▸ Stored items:

┌──

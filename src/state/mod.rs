//! Shared client-side state modules.
//!
//! DESIGN
//! ======
//! State is split by concern (`auth`, `profile`, `toast`) so individual
//! components can depend on small focused models. `session` holds the only
//! code that writes `AuthState`.

pub mod auth;
pub mod profile;
pub mod session;
pub mod toast;
use super::*;

use futures::executor::block_on;

use crate::state::toast::ToastKind;
use crate::state::session::HOME_ROUTE;
use crate::test_support::*;
use crate::util::validate::ValidationError;

fn draft(full_name: &str, email: &str, password: &str) -> SignupProfile {
    SignupProfile { full_name: full_name.to_owned(), email: email.to_owned(), password: password.to_owned() }
}

#[test]
fn missing_name_is_reported_without_request() {
    let h = harness(Outcome::Accept, AuthState::default());
    let err = block_on(submit_signup(&h.client, draft("", "a@b.com", "secret1"))).unwrap_err();

    assert_eq!(err, SessionError::Validation(ValidationError::FullNameRequired));
    assert!(h.recorder.calls.borrow().is_empty());
    let toasts = h.hooks.toasts.borrow();
    assert_eq!(toasts.len(), 1);
    assert_eq!(toasts[0].kind, ToastKind::Error);
    assert_eq!(toasts[0].message, "Full name is required");
}

#[test]
fn malformed_email_is_reported_without_request() {
    let h = harness(Outcome::Accept, AuthState::default());
    let err = block_on(submit_signup(&h.client, draft("Ada", "not-an-email", "secret1"))).unwrap_err();
    assert_eq!(err, SessionError::Validation(ValidationError::InvalidEmailFormat));
    assert!(h.recorder.calls.borrow().is_empty());
}

#[test]
fn short_password_is_reported_without_request() {
    let h = harness(Outcome::Accept, AuthState::default());
    let err = block_on(submit_signup(&h.client, draft("Ada", "a@b.com", "short"))).unwrap_err();
    assert_eq!(err, SessionError::Validation(ValidationError::PasswordTooShort));
    assert!(h.recorder.calls.borrow().is_empty());
    assert!(!h.store.borrow().is_signing_up);
}

#[test]
fn valid_draft_is_submitted_exactly_once() {
    let h = harness(Outcome::Accept, AuthState::default());
    let user = block_on(submit_signup(&h.client, draft("Ada", "a@b.com", "secret1"))).unwrap();

    assert_eq!(*h.recorder.calls.borrow(), vec!["signup"]);
    assert_eq!(user.full_name, "Ada");
    assert_eq!(h.store.borrow().user.as_ref(), Some(&user));
    assert!(!h.store.borrow().is_signing_up);
    assert_eq!(*h.hooks.routes.borrow(), vec![HOME_ROUTE.to_owned()]);
}

#[test]
fn rejected_signup_clears_flag() {
    let h = harness(rejected("User already exists"), AuthState::default());
    let err = block_on(submit_signup(&h.client, draft("Ada", "a@b.com", "secret1"))).unwrap_err();
    assert_eq!(err.to_string(), "User already exists");
    assert_eq!(*h.recorder.calls.borrow(), vec!["signup"]);
    assert!(!h.store.borrow().is_signing_up);
    assert!(h.store.borrow().user.is_none());
}
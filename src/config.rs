//! Client configuration baked in at build time.
//!
//! The WASM bundle has no process environment, so values come from
//! `option_env!` when the crate is compiled. Anything missing, unparseable, or
//! zero falls back to the defaults below.

#[cfg(test)]
#[path = "config_test.rs"]
mod config_test;

pub const DEFAULT_API_BASE: &str = "/api";
pub const DEFAULT_REQUEST_TIMEOUT_MS: u32 = 15_000;
pub const DEFAULT_MAX_AVATAR_BYTES: usize = 5 * 1024 * 1024;
pub const DEFAULT_TOAST_MS: u32 = 4_000;

/// Runtime knobs shared by the session client and views.
#[derive(Clone, Debug, PartialEq, Eq)]
pub struct ClientConfig {
    /// Prefix for every REST endpoint, without a trailing slash.
    pub api_base: String,
    /// Upper bound on any single auth request before it settles as a timeout.
    pub request_timeout_ms: u32,
    /// Largest avatar file accepted by the image encoder.
    pub max_avatar_bytes: usize,
    /// How long a toast stays on screen.
    pub toast_ms: u32,
}

impl Default for ClientConfig {
    fn default() -> Self {
        Self {
            api_base: DEFAULT_API_BASE.to_owned(),
            request_timeout_ms: DEFAULT_REQUEST_TIMEOUT_MS,
            max_avatar_bytes: DEFAULT_MAX_AVATAR_BYTES,
            toast_ms: DEFAULT_TOAST_MS,
        }
    }
}

impl ClientConfig {
    /// Build config from compile-time environment.
    ///
    /// Optional:
    /// - `CHAT_API_BASE`: default `/api`
    /// - `CHAT_REQUEST_TIMEOUT_MS`: default 15000
    /// - `CHAT_MAX_AVATAR_BYTES`: default 5 MiB
    /// - `CHAT_TOAST_MS`: default 4000
    #[must_use]
    pub fn from_build_env() -> Self {
        Self::from_values(
            option_env!("CHAT_API_BASE"),
            option_env!("CHAT_REQUEST_TIMEOUT_MS"),
            option_env!("CHAT_MAX_AVATAR_BYTES"),
            option_env!("CHAT_TOAST_MS"),
        )
    }

    fn from_values(
        api_base: Option<&str>,
        timeout_ms: Option<&str>,
        max_avatar_bytes: Option<&str>,
        toast_ms: Option<&str>,
    ) -> Self {
        Self {
            api_base: normalize_api_base(api_base),
            request_timeout_ms: parse_or("CHAT_REQUEST_TIMEOUT_MS", timeout_ms, DEFAULT_REQUEST_TIMEOUT_MS),
            max_avatar_bytes: parse_or("CHAT_MAX_AVATAR_BYTES", max_avatar_bytes, DEFAULT_MAX_AVATAR_BYTES),
            toast_ms: parse_or("CHAT_TOAST_MS", toast_ms, DEFAULT_TOAST_MS),
        }
    }

    /// Join an endpoint path onto the API base.
    #[must_use]
    pub fn endpoint(&self, path: &str) -> String {
        format!("{}/{}", self.api_base, path.trim_start_matches('/'))
    }
}

fn normalize_api_base(raw: Option<&str>) -> String {
    let trimmed = raw.map(str::trim).unwrap_or_default().trim_end_matches('/');
    if trimmed.is_empty() {
        DEFAULT_API_BASE.to_owned()
    } else {
        trimmed.to_owned()
    }
}

/// Parse a non-zero number, falling back to `default`.
fn parse_or<T>(key: &str, raw: Option<&str>, default: T) -> T
where
    T: std::str::FromStr + Copy + Default + PartialEq,
{
    let Some(raw) = raw else {
        return default;
    };
    match raw.trim().parse::<T>() {
        Ok(value) if value != T::default() => value,
        _ => {
            log::warn!("ignoring invalid {key}={raw:?}; using default");
            default
        }
    }
}
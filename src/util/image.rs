//! Avatar image encoding.
//!
//! A selected file is read into memory and turned into a `data:` URL, which
//! serves both as the local preview source and as the `profilePic` payload.
//!
//! TRADE-OFFS
//! ==========
//! Inline data URLs inflate the payload by a third, so the size cap applies
//! to the raw file before encoding.

#[cfg(test)]
#[path = "image_test.rs"]
mod image_test;

use base64::Engine as _;
use base64::engine::general_purpose::STANDARD;

use crate::error::EncodeError;

/// Encode raw image bytes as a `data:<mime>;base64,...` URL.
///
/// # Errors
///
/// Rejects non-image MIME types, empty input, and input over `limit` bytes.
pub fn encode_data_url(mime: &str, bytes: &[u8], limit: usize) -> Result<String, EncodeError> {
    let mime = mime.trim().to_ascii_lowercase();
    if !mime.starts_with("image/") || mime.len() == "image/".len() {
        return Err(EncodeError::NotAnImage { mime });
    }
    if bytes.is_empty() {
        return Err(EncodeError::Empty);
    }
    if bytes.len() > limit {
        return Err(EncodeError::TooLarge { size: bytes.len(), limit });
    }
    Ok(format!("data:{mime};base64,{}", STANDARD.encode(bytes)))
}

/// Read a browser `File` and encode it.
///
/// # Errors
///
/// Fails when the browser cannot read the file or when encoding rejects it.
#[cfg(feature = "hydrate")]
pub async fn encode_file(file: &web_sys::File, limit: usize) -> Result<String, EncodeError> {
    use wasm_bindgen::JsCast as _;

    let size = browser_file_size(file);
    if size > limit {
        return Err(EncodeError::TooLarge { size, limit });
    }
    let buffer = wasm_bindgen_futures::JsFuture::from(file.array_buffer())
        .await
        .map_err(|e| EncodeError::Read(format!("{e:?}")))?;
    let buffer = buffer
        .dyn_into::<js_sys::ArrayBuffer>()
        .map_err(|_| EncodeError::Read("file did not yield an ArrayBuffer".to_owned()))?;
    let bytes = js_sys::Uint8Array::new(&buffer).to_vec();
    encode_data_url(&file.type_(), &bytes, limit)
}

#[cfg(feature = "hydrate")]
#[allow(clippy::cast_possible_truncation, clippy::cast_sign_loss)]
fn browser_file_size(file: &web_sys::File) -> usize {
    file.size().max(0.0) as usize
}
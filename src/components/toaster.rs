//! Renders the toast list from context.

use leptos::prelude::*;

use crate::state::toast::{ToastKind, ToastState};

#[component]
pub fn Toaster() -> impl IntoView {
    let toasts = expect_context::<RwSignal<ToastState>>();

    view! {
        <div class="toaster" role="status" aria-live="polite">
            <For each=move || toasts.get().visible key=|shown| shown.id let:shown>
                <div
                    class="toast"
                    class:toast--error=shown.toast.kind == ToastKind::Error
                    class:toast--success=shown.toast.kind == ToastKind::Success
                    on:click=move |_| toasts.update(|state| state.dismiss(shown.id))
                >
                    {shown.toast.message.clone()}
                </div>
            </For>
        </div>
    }
}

└──

▸ Your task:
Would you output, from the records above, exactly the run of lines that starts at the line containing "pub const DEFAULT_API_BASE: &str" and ends at the line containing "impl Default for", and only that run?

▸ Exercise result:
pub const DEFAULT_API_BASE: &str = "/api";
pub const DEFAULT_REQUEST_TIMEOUT_MS: u32 = 15_000;
pub const DEFAULT_MAX_AVATAR_BYTES: usize = 5 * 1024 * 1024;
pub const DEFAULT_TOAST_MS: u32 = 4_000;

/// Runtime knobs shared by the session client and views.
#[derive(Clone, Debug, PartialEq, Eq)]
pub struct ClientConfig {
    /// Prefix for every REST endpoint, without a trailing slash.
    pub api_base: String,
    /// Upper bound on any single auth request before it settles as a timeout.
    pub request_timeout_ms: u32,
    /// Largest avatar file accepted by the image encoder.
    pub max_avatar_bytes: usize,
    /// How long a toast stays on screen.
    pub toast_ms: u32,
}

impl Default for ClientConfig {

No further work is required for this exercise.